WHAT TO WORK ON - Across the entries that follow, tally every line holding the word "NodeKind" and reply with the count alone.

SOURCE INFORMATION -
use scrub_dom::{Document, NodeId};
use scrub_writer::escape::RawEscaper;
use scrub_writer::{MarkupWriter, Syntax};

use crate::serialize::{write_tree, Flavor};

/// Markup of a node as it would have been written, without escaping.
///
/// Text is written verbatim, CDATA as `<![CDATA[...]]>`, elements as
/// `<tag a="v">...</tag>` or `<tag a="v"/>` when childless. Comments,
/// processing instructions and document nodes render empty.
pub fn render_literal(doc: &Document, node: NodeId) -> String {
    let mut writer = MarkupWriter::for_writer(String::new(), RawEscaper, Syntax::Xml);
    // writing into a String cannot fail
    match write_tree(doc, node, &mut writer, Flavor::Literal) {
        Ok(()) => writer.finish().unwrap_or_default(),
        Err(_) => String::new(),
    }
}

#[cfg(test)]
mod tests {
    use scrub_dom::Element;

    use super::*;

    fn fragment() -> (Document, NodeId) {
        // <invalid a="x&y">foo<p>bar</p><!--c--><br/></invalid>
        let mut doc = Document::new();
        let mut element = Element::new("invalid");
        element.set_attribute("a", "x&y");
        let invalid = doc.create_element(element);
        let foo = doc.create_text("foo");
        let p = doc.create_element(Element::new("p"));
        let bar = doc.create_text("bar");
        let comment = doc.create_comment("c");
        let br = doc.create_element(Element::new("br"));
        doc.append_child(invalid, foo);
        doc.append_child(invalid, p);
        doc.append_child(p, bar);
        doc.append_child(invalid, comment);
        doc.append_child(invalid, br);
        (doc, invalid)
    }

    #[test]
    fn element() {
        let (doc, invalid) = fragment();
        assert_eq!(
            r#"<invalid a="x&y">foo<p>bar</p><br/></invalid>"#,
            render_literal(&doc, invalid)
        );
    }

    #[test]
    fn childless_element() {
        let mut doc = Document::new();
        let mut element = Element::new("script");
        element.set_attribute("src", "x.js");
        let script = doc.create_element(element);
        assert_eq!(r#"<script src="x.js"/>"#, render_literal(&doc, script));
    }

    #[test]
    fn other_kinds() {
        let mut doc = Document::new();
        let text = doc.create_text("<b>");
        let cdata = doc.create_cdata("x");
        let comment = doc.create_comment("x");
        let pi = doc.create_processing_instruction("php", "echo 1;");
        assert_eq!("<b>", render_literal(&doc, text));
        assert_eq!("<![CDATA[x]]>", render_literal(&doc, cdata));
        assert_eq!("", render_literal(&doc, comment));
        assert_eq!("", render_literal(&doc, pi));
        assert_eq!("", render_literal(&doc, doc.root()));
    }
}
#[cfg(test)]
mod tests {
    use assert_matches::assert_matches;

    use super::*;
    use crate::dom::NodeKind;

    fn element_names(doc: &Document, id: NodeId) -> Vec<String> {
        doc.children(id)
            .iter()
            .filter_map(|&child| doc.element(child))
            .map(|element| element.name().to_string())
            .collect()
    }

    fn body(doc: &Document) -> NodeId {
        let html = doc.root_element().unwrap();
        doc.children(html)
            .iter()
            .copied()
            .find(|&id| doc.element(id).map(Element::name) == Some("body"))
            .unwrap()
    }

    #[test]
    fn only_root() {
        let doc = QuickXmlDomReader::new("<root></root>").parse().unwrap();
        let root = doc.root_element().unwrap();
        assert_eq!("root", doc.element(root).unwrap().name());
        assert_eq!(0, doc.children(root).len());
    }

    #[test]
    fn empty() {
        let doc = QuickXmlDomReader::new("<root />").parse().unwrap();
        let root = doc.root_element().unwrap();
        assert_eq!("root", doc.element(root).unwrap().name());
        assert_eq!(0, doc.children(root).len());
    }

    #[test]
    fn text_and_tail() {
        let doc = QuickXmlDomReader::new("<root>text<elem/>tail</root>")
            .parse()
            .unwrap();
        let root = doc.root_element().unwrap();
        assert_eq!(3, doc.children(root).len());
        assert_eq!("texttail", doc.text_content(root));
    }

    #[test]
    fn pre() {
        let doc = QuickXmlDomReader::new(
            "<?xml version=\"1.0\" encoding=\"UTF-8\" standalone=\"yes\"?>
            <!DOCTYPE root SYSTEM \"scheme.dtd\">
            <!-- Comment -->
            <root></root>",
        )
        .parse()
        .unwrap();
        assert_eq!(1, doc.children(doc.root()).len());
    }

    #[test]
    fn attributes() {
        let doc = QuickXmlDomReader::new(
            r#"<a href="x?a=1&amp;b=2" xlink:href='#y' checked title=bar></a>"#,
        )
        .parse()
        .unwrap();
        let a = doc.element(doc.root_element().unwrap()).unwrap();
        assert_eq!(Some("x?a=1&b=2"), a.attribute("href"));
        assert_eq!(Some("#y"), a.attribute("xlink:href"));
        assert_eq!(Some("xlink"), a.attributes()[1].name.prefix());
        assert_eq!(Some(""), a.attribute("checked"));
        assert_eq!(Some("bar"), a.attribute("title"));
    }

    #[test]
    fn duplicate_attributes_keep_first() {
        let doc = QuickXmlDomReader::new(r#"<p style="a: b" title=t style="c: d"/>"#)
            .parse()
            .unwrap();
        let p = doc.element(doc.root_element().unwrap()).unwrap();
        assert_eq!(2, p.attributes().len());
        assert_eq!(Some("a: b"), p.attribute("style"));
    }

    #[test]
    fn entities() {
        let doc = QuickXmlDomReader::new("<p>&lt;b&gt; &amp; &eacute;</p>")
            .parse()
            .unwrap();
        assert_eq!("<b> & é", doc.text_content(doc.root_element().unwrap()));
    }

    #[test]
    fn cdata_comment_pi() {
        let doc = QuickXmlDomReader::new("<r><![CDATA[<x>]]><!--c--><?php echo 1; ?></r>")
            .parse()
            .unwrap();
        let root = doc.root_element().unwrap();
        let kinds: Vec<&NodeKind> = doc.children(root).iter().map(|&id| doc.kind(id)).collect();
        assert_matches!(kinds[0], NodeKind::CData(text) if text == "<x>");
        assert_matches!(kinds[1], NodeKind::Comment(text) if text == "c");
        assert_matches!(
            kinds[2],
            NodeKind::ProcessingInstruction { target, data } if target == "php" && data.starts_with("echo")
        );
    }

    #[test]
    fn void_elements() {
        let doc = QuickXmlDomReader::new("<p>a<br>b<img src=x.png>c</p>")
            .parse()
            .unwrap();
        let root = doc.root_element().unwrap();
        assert_eq!(vec!["br", "img"], element_names(&doc, root));
        assert_eq!(5, doc.children(root).len());
    }

    mod fragment {
        use super::*;

        #[test]
        fn scaffolding() {
            let doc = QuickXmlDomReader::new("foo<b>bar</b>")
                .parse_fragment()
                .unwrap();
            let html = doc.root_element().unwrap();
            assert_eq!(vec!["head", "body"], element_names(&doc, html));
            let head = doc.children(html)[0];
            let meta = doc.element(doc.children(head)[0]).unwrap();
            assert_eq!("meta", meta.name());
            assert!(meta.has_attribute("http-equiv"));
            assert!(meta.has_attribute("content"));
            let body = body(&doc);
            assert_eq!(2, doc.children(body).len());
            assert_eq!("foobar", doc.text_content(body));
        }

        #[test]
        fn empty_input() {
            let doc = QuickXmlDomReader::new("").parse_fragment().unwrap();
            assert!(doc.children(body(&doc)).is_empty());
        }

        #[test]
        fn full_document() {
            let doc = QuickXmlDomReader::new("<html><body><p>x</p></body></html>")
                .parse_fragment()
                .unwrap();
            let html = doc.root_element().unwrap();
            assert_eq!(vec!["body"], element_names(&doc, html));
        }

        #[test]
        fn unclosed_elements() {
            let doc = QuickXmlDomReader::new("<div><p>x").parse_fragment().unwrap();
            let body = body(&doc);
            assert_eq!(vec!["div"], element_names(&doc, body));
            assert_eq!("x", doc.text_content(body));
        }

        #[test]
        fn misnested_elements() {
            let doc = QuickXmlDomReader::new("<b><i>x</b>y</i>z")
                .parse_fragment()
                .unwrap();
            let body = body(&doc);
            assert_eq!(vec!["b"], element_names(&doc, body));
            assert_eq!("xyz", doc.text_content(body));
            assert_eq!(3, doc.children(body).len());
        }

        #[test]
        fn stray_less_than() {
            let doc = QuickXmlDomReader::new("1 < 2").parse_fragment().unwrap();
            assert_eq!("1 < 2", doc.text_content(body(&doc)));

            let doc = QuickXmlDomReader::new("a <= b &amp; c")
                .parse_fragment()
                .unwrap();
            assert_eq!("a <= b & c", doc.text_content(body(&doc)));
        }

        #[test]
        fn truncated_end_tag() {
            let doc = QuickXmlDomReader::new("<a href=x>y</a")
                .parse_fragment()
                .unwrap();
            let body = body(&doc);
            assert_eq!(vec!["a"], element_names(&doc, body));
            assert_eq!("y</a", doc.text_content(body));
        }

        #[test]
        fn stray_less_than_in_document() {
            let doc = QuickXmlDomReader::new("<html><body>1 < 2")
                .parse_fragment()
                .unwrap();
            assert_eq!("1 < 2", doc.text_content(body(&doc)));
        }
    }

    mod structure_fails {
        use super::*;

        fn reason(input: &str) -> Reason {
            QuickXmlDomReader::new(input).parse().unwrap_err().reason
        }

        #[test]
        fn pre_text() {
            assert_matches!(reason("sdsf<root></root>"), Reason::Syntax(_));
        }

        #[test]
        fn wrong_end() {
            assert_matches!(
                reason("<root></roo>"),
                Reason::EndEventMismatch { expected, found } if expected == "root" && found == "roo"
            );
        }

        #[test]
        fn eof() {
            assert_matches!(reason("<root>"), Reason::UnexpectedEof);
        }

        #[test]
        fn missing_root() {
            assert_matches!(reason("<!-- nothing -->"), Reason::MissingRoot);
        }

        #[test]
        fn unclosed_tag() {
            assert_matches!(reason("<root>1 < 2"), Reason::Syntax(_));
        }

        #[test]
        fn trailing() {
            assert_matches!(reason("<root/><other/>"), Reason::TrailingContent);
        }

        #[test]
        fn double_decl() {
            assert_matches!(
                reason("<?xml version=\"1.0\" ?><?xml version=\"1.0\" ?><root></root>"),
                Reason::UnexpectedDecl
            );
        }

        #[test]
        fn double_doctype() {
            assert_matches!(
                reason("<!DOCTYPE root SYSTEM \"scheme.dtd\"><!DOCTYPE root SYSTEM \"scheme.dtd\"><root></root>"),
                Reason::UnexpectedDocType
            );
        }
    }
}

THE COMPLETED TASK - 5